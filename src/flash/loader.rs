//! Programming through an algorithm running on the target.  The code blob is uploaded once per
//! call; each chunk of data goes into a RAM buffer and the algorithm is started with
//! `(flash offset, buffer address, byte count)`.  It returns 1 on success.
use alloc::vec::Vec;

use log::{debug, error, info, warn};

use crate::error::{ConfigError, Error, ProtocolError, Result};
use crate::flash::Operation;
use crate::target::{AlgorithmHost, WorkingArea};

/// Words of scratch stack handed to the algorithm
pub const STACK_WORDS: u32 = 32;
/// Fill value of an unused stack word
pub const STACK_SENTINEL: u32 = 0xffff_ffff;
/// Return value of a successful run
pub const ALGORITHM_DONE: u32 = 1;
pub const DEFAULT_POLL_LIMIT: u32 = 100_000;

/// Everything one erase or write call hands to the flash code.  Lives only for that call.
#[derive(Clone, Copy, Debug)]
pub struct AlgorithmJob<'a> {
    /// Empty when the host drives the controller itself
    pub target_code: &'a [u8],
    pub work_buffer: WorkingArea,
    pub source_data: &'a [u8],
    pub offset: u32,
}

impl AlgorithmJob<'_> {
    pub fn length(&self) -> u32 {
        self.source_data.len() as u32
    }
}

pub struct AlgorithmLoader {
    preferred_buffer: u32,
    min_buffer: u32,
    poll_limit: u32,
}

impl AlgorithmLoader {
    /// Source buffers start at `preferred_buffer` bytes and are halved while RAM is short.  A
    /// buffer of `min_buffer` bytes or less is not worth it.
    pub fn new(preferred_buffer: u32, min_buffer: u32) -> Self {
        Self { preferred_buffer, min_buffer, poll_limit: DEFAULT_POLL_LIMIT }
    }

    pub fn with_poll_limit(mut self, polls: u32) -> Self {
        self.poll_limit = polls;
        self
    }

    pub fn allocate_buffer(&self, host: &mut dyn AlgorithmHost) -> Result<WorkingArea> {
        let mut size = self.preferred_buffer;
        loop {
            match host.alloc_working_area(size) {
                Ok(area) => {
                    debug!("source buffer {:#x} bytes at {:#010x}", area.size, area.address);
                    return Ok(area);
                }
                Err(Error::Config(ConfigError::NoWorkingArea(_))) => {
                    size = (size / 2) & !3;
                    if size <= self.min_buffer {
                        warn!("no large enough working area available, can't do block memory writes");
                        return Err(ConfigError::NoWorkingArea(size).into());
                    }
                }
                Err(e) => return Err(e),
            }
        }
    }

    /// Upload `code` and program `data` at flash offset `offset`
    pub fn write(&self, host: &mut dyn AlgorithmHost, code: &[u8], data: &[u8], offset: u32) -> Result<()> {
        let code_area = host.alloc_working_area((code.len() as u32 + 3) & !3)?;
        let r = self.with_code(host, code, code_area, data, offset);
        host.free_working_area(code_area);
        r
    }

    fn with_code(&self, host: &mut dyn AlgorithmHost, code: &[u8], code_area: WorkingArea, data: &[u8], offset: u32) -> Result<()> {
        host.write_buffer(code_area.address, code)?;
        let stack = host.alloc_working_area(STACK_WORDS * 4)?;
        let r = self.with_stack(host, code, code_area, stack, data, offset);
        host.free_working_area(stack);
        r
    }

    fn with_stack(&self, host: &mut dyn AlgorithmHost, code: &[u8], code_area: WorkingArea, stack: WorkingArea, data: &[u8], offset: u32) -> Result<()> {
        let work_buffer = self.allocate_buffer(host)?;
        let job = AlgorithmJob { target_code: code, work_buffer, source_data: data, offset };
        let r = self.run(host, code_area.address, stack, &job);
        host.free_working_area(work_buffer);
        r
    }

    /// Run the uploaded algorithm at `entry` over `job`, one buffer at a time
    pub fn run(&self, host: &mut dyn AlgorithmHost, entry: u32, stack: WorkingArea, job: &AlgorithmJob<'_>) -> Result<()> {
        let sentinel: Vec<u8> = (0..stack.size / 4).flat_map(|_| STACK_SENTINEL.to_le_bytes()).collect();
        let total = job.length().max(1);
        let mut offset = job.offset;
        let mut done = 0;

        for chunk in job.source_data.chunks(job.work_buffer.size as usize) {
            let len = chunk.len() as u32;
            host.write_buffer(stack.address, &sentinel)?;
            host.write_buffer(job.work_buffer.address, chunk)?;
            host.start_algorithm(entry, [offset, job.work_buffer.address, len], stack.end())?;

            let ret = self.wait(host, entry)?;
            if host.read_u32(stack.address)? != STACK_SENTINEL {
                error!("flash algorithm at {:#010x} overran its stack", entry);
                return Err(ProtocolError::StackOverrun.into());
            }
            if ret != ALGORITHM_DONE {
                error!("flash write failed, status {:#x}", ret);
                return Err(ProtocolError::Status { op: Operation::Program, value: ret, offset }.into());
            }

            offset += len;
            done += len;
            info!(" ... {}%", done as u64 * 100 / total as u64);
        }
        info!(" done ...");
        Ok(())
    }

    fn wait(&self, host: &mut dyn AlgorithmHost, entry: u32) -> Result<u32> {
        for _ in 0..self.poll_limit {
            if let Some(ret) = host.poll_algorithm()? {
                return Ok(ret);
            }
        }
        host.halt_algorithm()?;
        error!("flash algorithm at {:#010x} did not finish", entry);
        Err(ProtocolError::AlgorithmTimeout(self.poll_limit).into())
    }
}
____________
EXERCISE BRIEF ▸ What is needed is an exact restatement of every record above.

RESPONSE BOX ▸
filename src/flash/loader.rs
//! Programming through an algorithm running on the target.  The code blob is uploaded once per
//! call; each chunk of data goes into a RAM buffer and the algorithm is started with
//! `(flash offset, buffer address, byte count)`.  It returns 1 on success.
use alloc::vec::Vec;

use log::{debug, error, info, warn};

use crate::error::{ConfigError, Error, ProtocolError, Result};
use crate::flash::Operation;
use crate::target::{AlgorithmHost, WorkingArea};

/// Words of scratch stack handed to the algorithm
pub const STACK_WORDS: u32 = 32;
/// Fill value of an unused stack word
pub const STACK_SENTINEL: u32 = 0xffff_ffff;
/// Return value of a successful run
pub const ALGORITHM_DONE: u32 = 1;
pub const DEFAULT_POLL_LIMIT: u32 = 100_000;

/// Everything one erase or write call hands to the flash code.  Lives only for that call.
#[derive(Clone, Copy, Debug)]
pub struct AlgorithmJob<'a> {
    /// Empty when the host drives the controller itself
    pub target_code: &'a [u8],
    pub work_buffer: WorkingArea,
    pub source_data: &'a [u8],
    pub offset: u32,
}

impl AlgorithmJob<'_> {
    pub fn length(&self) -> u32 {
        self.source_data.len() as u32
    }
}

pub struct AlgorithmLoader {
    preferred_buffer: u32,
    min_buffer: u32,
    poll_limit: u32,
}

impl AlgorithmLoader {
    /// Source buffers start at `preferred_buffer` bytes and are halved while RAM is short.  A
    /// buffer of `min_buffer` bytes or less is not worth it.
    pub fn new(preferred_buffer: u32, min_buffer: u32) -> Self {
        Self { preferred_buffer, min_buffer, poll_limit: DEFAULT_POLL_LIMIT }
    }

    pub fn with_poll_limit(mut self, polls: u32) -> Self {
        self.poll_limit = polls;
        self
    }

    pub fn allocate_buffer(&self, host: &mut dyn AlgorithmHost) -> Result<WorkingArea> {
        let mut size = self.preferred_buffer;
        loop {
            match host.alloc_working_area(size) {
                Ok(area) => {
                    debug!("source buffer {:#x} bytes at {:#010x}", area.size, area.address);
                    return Ok(area);
                }
                Err(Error::Config(ConfigError::NoWorkingArea(_))) => {
                    size = (size / 2) & !3;
                    if size <= self.min_buffer {
                        warn!("no large enough working area available, can't do block memory writes");
                        return Err(ConfigError::NoWorkingArea(size).into());
                    }
                }
                Err(e) => return Err(e),
            }
        }
    }

    /// Upload `code` and program `data` at flash offset `offset`
    pub fn write(&self, host: &mut dyn AlgorithmHost, code: &[u8], data: &[u8], offset: u32) -> Result<()> {
        let code_area = host.alloc_working_area((code.len() as u32 + 3) & !3)?;
        let r = self.with_code(host, code, code_area, data, offset);
        host.free_working_area(code_area);
        r
    }

    fn with_code(&self, host: &mut dyn AlgorithmHost, code: &[u8], code_area: WorkingArea, data: &[u8], offset: u32) -> Result<()> {
        host.write_buffer(code_area.address, code)?;
        let stack = host.alloc_working_area(STACK_WORDS * 4)?;
        let r = self.with_stack(host, code, code_area, stack, data, offset);
        host.free_working_area(stack);
        r
    }

    fn with_stack(&self, host: &mut dyn AlgorithmHost, code: &[u8], code_area: WorkingArea, stack: WorkingArea, data: &[u8], offset: u32) -> Result<()> {
        let work_buffer = self.allocate_buffer(host)?;
        let job = AlgorithmJob { target_code: code, work_buffer, source_data: data, offset };
        let r = self.run(host, code_area.address, stack, &job);
        host.free_working_area(work_buffer);
        r
    }

    /// Run the uploaded algorithm at `entry` over `job`, one buffer at a time
    pub fn run(&self, host: &mut dyn AlgorithmHost, entry: u32, stack: WorkingArea, job: &AlgorithmJob<'_>) -> Result<()> {
        let sentinel: Vec<u8> = (0..stack.size / 4).flat_map(|_| STACK_SENTINEL.to_le_bytes()).collect();
        let total = job.length().max(1);
        let mut offset = job.offset;
        let mut done = 0;

        for chunk in job.source_data.chunks(job.work_buffer.size as usize) {
            let len = chunk.len() as u32;
            host.write_buffer(stack.address, &sentinel)?;
            host.write_buffer(job.work_buffer.address, chunk)?;
            host.start_algorithm(entry, [offset, job.work_buffer.address, len], stack.end())?;

            let ret = self.wait(host, entry)?;
            if host.read_u32(stack.address)? != STACK_SENTINEL {
                error!("flash algorithm at {:#010x} overran its stack", entry);
                return Err(ProtocolError::StackOverrun.into());
            }
            if ret != ALGORITHM_DONE {
                error!("flash write failed, status {:#x}", ret);
                return Err(ProtocolError::Status { op: Operation::Program, value: ret, offset }.into());
            }

            offset += len;
            done += len;
            info!(" ... {}%", done as u64 * 100 / total as u64);
        }
        info!(" done ...");
        Ok(())
    }

    fn wait(&self, host: &mut dyn AlgorithmHost, entry: u32) -> Result<u32> {
        for _ in 0..self.poll_limit {
            if let Some(ret) = host.poll_algorithm()? {
                return Ok(ret);
            }
        }
        host.halt_algorithm()?;
        error!("flash algorithm at {:#010x} did not finish", entry);
        Err(ProtocolError::AlgorithmTimeout(self.poll_limit).into())
    }
}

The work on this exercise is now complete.